WORK ITEM:
State the number of lines in the records beneath that hold the word "gate", and add nothing.

DATA:
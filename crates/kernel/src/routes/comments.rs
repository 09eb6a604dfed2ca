//! Comment routes, both nested under articles and addressed directly.

use axum::{
    Json, Router,
    extract::{Path, State},
    http::StatusCode,
    routing::{get, patch},
};
use serde::Serialize;

use super::extract::{JsonBody, QueryParams, parse_id};
use crate::error::AppResult;
use crate::models::{Comment, CreateComment, VoteUpdate};
use crate::query::RawPageParams;
use crate::state::AppState;

/// Message attached to the listing of an article nobody has commented on.
pub const NO_COMMENTS_MSG: &str = "No comments found for article";

#[derive(Debug, Serialize)]
pub struct CommentListResponse {
    pub comments: Vec<Comment>,
    #[serde(skip_serializing_if = "Option::is_none")]
    pub msg: Option<&'static str>,
}

#[derive(Debug, Serialize)]
pub struct CommentResponse {
    pub comment: Comment,
}

/// GET /articles/{article_id}/comments
async fn list_comments(
    State(state): State<AppState>,
    Path(article_id): Path<String>,
    QueryParams(params): QueryParams<RawPageParams>,
) -> AppResult<Json<CommentListResponse>> {
    let article_id = parse_id(&article_id)?;
    let page = state.comments().list_for_article(article_id, &params).await?;

    let msg = (page.total_count == 0).then_some(NO_COMMENTS_MSG);
    Ok(Json(CommentListResponse {
        comments: page.comments,
        msg,
    }))
}

/// POST /articles/{article_id}/comments
async fn create_comment(
    State(state): State<AppState>,
    Path(article_id): Path<String>,
    JsonBody(input): JsonBody<CreateComment>,
) -> AppResult<(StatusCode, Json<CommentResponse>)> {
    let article_id = parse_id(&article_id)?;
    let comment = state.comments().create(article_id, input).await?;
    Ok((StatusCode::CREATED, Json(CommentResponse { comment })))
}

/// PATCH /comments/{comment_id}
async fn update_comment_votes(
    State(state): State<AppState>,
    Path(comment_id): Path<String>,
    JsonBody(update): JsonBody<VoteUpdate>,
) -> AppResult<Json<CommentResponse>> {
    let comment_id = parse_id(&comment_id)?;
    let comment = state.comments().add_votes(comment_id, &update).await?;
    Ok(Json(CommentResponse { comment }))
}

/// DELETE /comments/{comment_id}
async fn delete_comment(
    State(state): State<AppState>,
    Path(comment_id): Path<String>,
) -> AppResult<StatusCode> {
    state.comments().delete(parse_id(&comment_id)?).await?;
    Ok(StatusCode::NO_CONTENT)
}

pub fn router() -> Router<AppState> {
    Router::new()
        .route(
            "/articles/{article_id}/comments",
            get(list_comments).post(create_comment),
        )
        .route(
            "/comments/{comment_id}",
            patch(update_comment_votes).delete(delete_comment),
        )
}
//! `GET /api`: a static description of every endpoint.

use std::sync::LazyLock;

use axum::{Json, Router, routing::get};
use serde_json::Value;
use tracing::error;

use crate::error::{AppError, AppResult};
use crate::state::AppState;

const ENDPOINTS_JSON: &str = include_str!("../../endpoints.json");

static ENDPOINTS: LazyLock<Result<Value, String>> =
    LazyLock::new(|| serde_json::from_str(ENDPOINTS_JSON).map_err(|e| e.to_string()));

async fn describe_endpoints() -> AppResult<Json<Value>> {
    match &*ENDPOINTS {
        Ok(endpoints) => Ok(Json(endpoints.clone())),
        Err(e) => {
            error!(error = %e, "endpoints.json is not valid JSON");
            Err(AppError::Internal(anyhow::anyhow!("invalid endpoints document")))
        }
    }
}

pub fn router() -> Router<AppState> {
    Router::new().route("/", get(describe_endpoints))
}
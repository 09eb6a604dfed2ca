#![allow(clippy::unwrap_used, clippy::expect_used)]
//! Common test utilities for integration tests.
//!
//! Every [`TestApp`] drives the real kernel router and services. The store
//! underneath is a freshly seeded in-memory store, so tests never share
//! state and need no external services.

#![allow(dead_code)]

use std::sync::Arc;

use axum::Router;
use axum::body::Body;
use axum::http::{Method, Request, StatusCode, header};
use axum::response::Response;
use http_body_util::BodyExt;
use serde_json::Value;
use tower::ServiceExt;

use gazette_kernel::routes;
use gazette_kernel::state::AppState;
use gazette_kernel::store::Store;
use gazette_test_utils::MemoryStore;

/// Test application wrapper around the real router.
pub struct TestApp {
    router: Router,
    pub state: AppState,
}

impl TestApp {
    /// App over the standard seed fixture.
    pub fn new() -> Self {
        Self::with_store(Arc::new(MemoryStore::seeded()))
    }

    /// App over the standard seed fixture, also handing back the store.
    pub fn seeded() -> (Self, Arc<MemoryStore>) {
        let store = Arc::new(MemoryStore::seeded());
        (Self::with_store(store.clone()), store)
    }

    /// App over any store implementation.
    pub fn with_store(store: Arc<dyn Store>) -> Self {
        let state = AppState::new(store);
        Self {
            router: routes::app(state.clone()),
            state,
        }
    }

    /// Send a request through the router.
    pub async fn request(&self, request: Request<Body>) -> Response {
        self.router
            .clone()
            .oneshot(request)
            .await
            .expect("router is infallible")
    }

    /// `GET path`, returning status and parsed JSON body.
    pub async fn get(&self, path: &str) -> (StatusCode, Value) {
        let request = Request::get(path).body(Body::empty()).unwrap();
        into_json(self.request(request).await).await
    }

    /// Send a JSON body with the given method.
    pub async fn send(&self, method: Method, path: &str, body: Value) -> (StatusCode, Value) {
        self.send_raw(method, path, body.to_string()).await
    }

    /// Send a raw string as an `application/json` body.
    pub async fn send_raw(
        &self,
        method: Method,
        path: &str,
        body: impl Into<String>,
    ) -> (StatusCode, Value) {
        let request = Request::builder()
            .method(method)
            .uri(path)
            .header(header::CONTENT_TYPE, "application/json")
            .body(Body::from(body.into()))
            .unwrap();
        into_json(self.request(request).await).await
    }

    /// `DELETE path`, returning status and raw body bytes.
    pub async fn delete(&self, path: &str) -> (StatusCode, Vec<u8>) {
        let request = Request::delete(path).body(Body::empty()).unwrap();
        let response = self.request(request).await;
        let status = response.status();
        let bytes = response.into_body().collect().await.unwrap().to_bytes();
        (status, bytes.to_vec())
    }
}

/// Split a response into status and JSON body (`Null` when empty).
pub async fn into_json(response: Response) -> (StatusCode, Value) {
    let status = response.status();
    let bytes = response.into_body().collect().await.unwrap().to_bytes();
    let body = if bytes.is_empty() {
        Value::Null
    } else {
        serde_json::from_slice(&bytes).expect("response body is JSON")
    };
    (status, body)
}

/// The `msg` field of an error body.
pub fn msg(body: &Value) -> &str {
    body["msg"].as_str().unwrap_or_default()
}
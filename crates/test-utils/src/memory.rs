//! In-memory store.

use std::cmp::Ordering;
use std::sync::atomic::{AtomicBool, Ordering as AtomicOrdering};

use async_trait::async_trait;
use chrono::{DateTime, Utc};
use parking_lot::Mutex;

use gazette_kernel::models::{
    Article, ArticleSummary, Comment, NewArticle, NewComment, NewTopic, Topic, User,
};
use gazette_kernel::query::{ArticleListParams, Pagination, SortColumn, SortOrder};
use gazette_kernel::store::{Reference, Store, StoreError, StoreResult};

use crate::fixture::SeedData;

/// Stored article row, without the derived comment count.
#[derive(Debug, Clone)]
struct ArticleRow {
    article_id: i32,
    author: String,
    title: String,
    body: String,
    topic: String,
    created_at: DateTime<Utc>,
    votes: i32,
    article_img_url: String,
}

#[derive(Debug, Default)]
struct Tables {
    topics: Vec<Topic>,
    users: Vec<User>,
    articles: Vec<ArticleRow>,
    comments: Vec<Comment>,
    next_article_id: i32,
    next_comment_id: i32,
}

impl Tables {
    fn comment_count(&self, article_id: i32) -> i64 {
        self.comments
            .iter()
            .filter(|c| c.article_id == article_id)
            .count() as i64
    }

    fn article(&self, row: &ArticleRow) -> Article {
        Article {
            article_id: row.article_id,
            author: row.author.clone(),
            title: row.title.clone(),
            body: row.body.clone(),
            topic: row.topic.clone(),
            created_at: row.created_at,
            votes: row.votes,
            article_img_url: row.article_img_url.clone(),
            comment_count: self.comment_count(row.article_id),
        }
    }

    fn has_user(&self, username: &str) -> bool {
        self.users.iter().any(|u| u.username == username)
    }

    fn has_topic(&self, slug: &str) -> bool {
        self.topics.iter().any(|t| t.slug == slug)
    }

    fn has_article(&self, article_id: i32) -> bool {
        self.articles.iter().any(|a| a.article_id == article_id)
    }

    fn matching(&self, params: &ArticleListParams) -> impl Iterator<Item = &ArticleRow> {
        self.articles
            .iter()
            .filter(move |a| params.topic.as_deref().is_none_or(|t| a.topic == t))
    }
}
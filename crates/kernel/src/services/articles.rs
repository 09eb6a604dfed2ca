//! Article listing, lookup and mutation pipeline.

use std::sync::Arc;

use anyhow::anyhow;
use serde::Serialize;
use tracing::{debug, info};

use super::required;
use crate::error::{AppError, AppResult};
use crate::gate;
use crate::models::{
    Article, ArticleSummary, CreateArticle, DEFAULT_ARTICLE_IMG_URL, NewArticle, VoteUpdate,
};
use crate::query::{ArticleListParams, RawArticleParams};
use crate::store::{Reference, Store};

/// One page of the article collection.
#[derive(Debug, Clone, Serialize)]
pub struct ArticlePage {
    pub articles: Vec<ArticleSummary>,

    /// Articles matching the filter across all pages.
    pub total_count: i64,
}

/// Article service.
pub struct ArticleService {
    store: Arc<dyn Store>,
}

impl ArticleService {
    pub fn new(store: Arc<dyn Store>) -> Self {
        Self { store }
    }

    /// List articles with sorting, topic filter and pagination.
    ///
    /// An unknown topic is a 404; a known topic with no articles, or a page
    /// past the end, is an empty page.
    pub async fn list(&self, raw: &RawArticleParams) -> AppResult<ArticlePage> {
        let params = ArticleListParams::from_raw(raw)?;

        if let Some(topic) = &params.topic
            && !gate::exists(self.store.as_ref(), &Reference::topic(topic.as_str())).await?
        {
            return Err(AppError::not_found("Topic does not exist"));
        }

        let (articles, total_count) = tokio::try_join!(
            self.store.list_articles(&params),
            self.store.count_articles(&params)
        )?;

        debug!(
            sort_by = %params.sort_by,
            topic = ?params.topic,
            page = params.pagination.page(),
            returned = articles.len(),
            total_count,
            "listed articles"
        );

        Ok(ArticlePage {
            articles,
            total_count,
        })
    }

    /// Single article with body and comment count.
    pub async fn get(&self, article_id: i32) -> AppResult<Article> {
        self.store
            .find_article(article_id)
            .await?
            .ok_or_else(|| AppError::not_found("Article does not exist"))
    }

    /// Create an article once its author and topic are known to exist.
    pub async fn create(&self, input: CreateArticle) -> AppResult<Article> {
        let article = NewArticle {
            author: required(input.author, "author")?,
            title: required(input.title, "title")?,
            body: required(input.body, "body")?,
            topic: required(input.topic, "topic")?,
            article_img_url: input
                .article_img_url
                .filter(|url| !url.trim().is_empty())
                .unwrap_or_else(|| DEFAULT_ARTICLE_IMG_URL.to_string()),
        };

        gate::require_all(
            self.store.as_ref(),
            &[
                Reference::user(article.author.as_str()),
                Reference::topic(article.topic.as_str()),
            ],
        )
        .await?;

        let article_id = self.store.insert_article(&article).await?;
        info!(article_id, author = %article.author, topic = %article.topic, "article created");

        self.store
            .find_article(article_id)
            .await?
            .ok_or_else(|| AppError::Internal(anyhow!("article {article_id} missing after insert")))
    }

    /// Apply a signed vote delta and return the updated article.
    pub async fn add_votes(&self, article_id: i32, update: &VoteUpdate) -> AppResult<Article> {
        let delta = update.delta()?;
        let reference = Reference::Article(article_id);

        gate::require(self.store.as_ref(), &reference).await?;

        if !self.store.add_article_votes(article_id, delta).await? {
            return Err(AppError::Missing(reference));
        }
        debug!(article_id, delta, "article votes adjusted");

        self.store
            .find_article(article_id)
            .await?
            .ok_or(AppError::Missing(reference))
    }

    /// Delete an article and, through the store, its comments.
    pub async fn delete(&self, article_id: i32) -> AppResult<()> {
        let reference = Reference::Article(article_id);

        gate::require(self.store.as_ref(), &reference).await?;

        if !self.store.delete_article(article_id).await? {
            return Err(AppError::Missing(reference));
        }
        info!(article_id, "article deleted");

        Ok(())
    }
}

WRITTEN RESPONSE:
5